And we also have an opportunity to expand this platform into solid tumors with a small molecule that's targeting prostate cancer, the proof of concept and dose optimization study for this asset is already underway. These are just 3 illustrations of the optionality that's emerging from our pipeline and we look further -- we look forward to continuing to update you on the progress of these programs as well as other programs from the pipeline.

Tying things together really across the portfolio, what you see are multiple near-term catalysts. We've used this scorecard format to update you on our performance in recent years. And as you can see, this is already a busy slide. And as we continue to execute across our pipeline, we anticipate continuing to fill this slide out. And of course, we're going to update you on the performance against each of these catalysts as we go forward.

Beyond the pipeline optionality, we continue to be in a strong financial position and pursue a balanced capital allocation approach. This means that we have been able to reduce our leverage, return cash to shareholders through growing the dividend, remain opportunistic around share repurchases and importantly, remain focused on business development as a top priority. With respect to business development, we'll continue to assess deals based on their strategic alignment, the soundness of the science as well as the attractiveness of the financials.

We're also going to continue to focus on deals that further strengthen the growth profile of the company. Given the importance of business development, let me give you a little bit more color on our efforts. We have a very strong track record, as I think many of you know, of converting balance sheet favorability and flexibility to revenue growth. And you can see some of the recent transactions that we've executed on the left-hand side of the slide. These recent deals have brought into the company multiple new products as well as attractive pipeline assets and significantly they have strengthened the growth profile of the company.

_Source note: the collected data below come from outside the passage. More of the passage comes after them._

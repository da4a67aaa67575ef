//! Commands published on `device/<serial>/request`.

use serde_json::json;

/// Slice inside the uploaded project archive that the printer should run.
const DEFAULT_PLATE: &str = "Metadata/plate_1.gcode";

/// Start options for a `project_file` command.
#[derive(Debug, Clone, PartialEq, Eq)]
pub struct ProjectFile {
    /// File name under the printer's cache directory.
    pub filename: String,
    /// Plate G-code path inside the 3MF archive.
    pub plate: String,
    pub sequence_id: String,
    pub timelapse: bool,
    pub bed_leveling: bool,
    pub flow_calibration: bool,
    pub vibration_calibration: bool,
    pub layer_inspect: bool,
    pub use_ams: bool,
}

impl ProjectFile {
    /// Defaults: everything off except bed leveling; the sequence id is
    /// the current unix time.
    pub fn new(filename: impl Into<String>) -> Self {
        Self {
            filename: filename.into(),
            plate: DEFAULT_PLATE.to_string(),
            sequence_id: chrono::Utc::now().timestamp().to_string(),
            timelapse: false,
            bed_leveling: true,
            flow_calibration: false,
            vibration_calibration: false,
            layer_inspect: false,
            use_ams: false,
        }
    }
}

/// Command to send to the printer.
#[derive(Debug, Clone, PartialEq, Eq)]
pub enum PrinterCommand {
    /// Request a full status push.
    PushAll,
    /// Clear a stale print error; start requests are ignored while one is set.
    CleanPrintError,
    /// Start printing a file already in the cache directory.
    ProjectFile(ProjectFile),
    /// Stop the current print.
    Stop,
}

impl PrinterCommand {
    /// Convert command to JSON payload.
    pub fn to_json(&self) -> serde_json::Value {
        match self {
            PrinterCommand::PushAll => json!({
                "pushing": {
                    "sequence_id": "0",
                    "command": "pushall"
                }
            }),

            PrinterCommand::CleanPrintError => json!({
                "print": {
                    "sequence_id": "0",
                    "command": "clean_print_error"
                }
            }),

            PrinterCommand::ProjectFile(start) => json!({
                "print": {
                    "sequence_id": start.sequence_id,
                    "command": "project_file",
                    "param": start.plate,
                    "subtask_name": start.filename,
                    "url": format!("file:///sdcard/cache/{}", start.filename),
                    "timelapse": start.timelapse,
                    "bed_leveling": start.bed_leveling,
                    "flow_cali": start.flow_calibration,
                    "vibration_cali": start.vibration_calibration,
                    "layer_inspect": start.layer_inspect,
                    "use_ams": start.use_ams
                }
            }),

            PrinterCommand::Stop => json!({
                "print": {
                    "sequence_id": "0",
                    "command": "stop"
                }
            }),
        }
    }

    /// Short name for logs.
    pub fn name(&self) -> &'static str {
        match self {
            PrinterCommand::PushAll => "pushall",
            PrinterCommand::CleanPrintError => "clean_print_error",
            PrinterCommand::ProjectFile(_) => "project_file",
            PrinterCommand::Stop => "stop",
        }
    }
}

Looking forward, we have developed very deep scientific, financial and executional skills with respect to business development and that puts us in a very good position to continue to execute disciplined business development going forward. So to summarize, we are very well positioned to renew and continue to grow the business in the long term. We've executed very well across core elements of the business and that puts us in a very strong position today. The new product portfolio is off to a very good start. And the long-term potential of this portfolio of assets continues to be significantly derisked. Coming behind these new products, our late-stage pipeline that continues to advance and an early-stage pipeline with considerable optionality. And we're in a very strong financial position and that gives us considerable firepower to continue to further strengthen the growth outlook of the company through business development.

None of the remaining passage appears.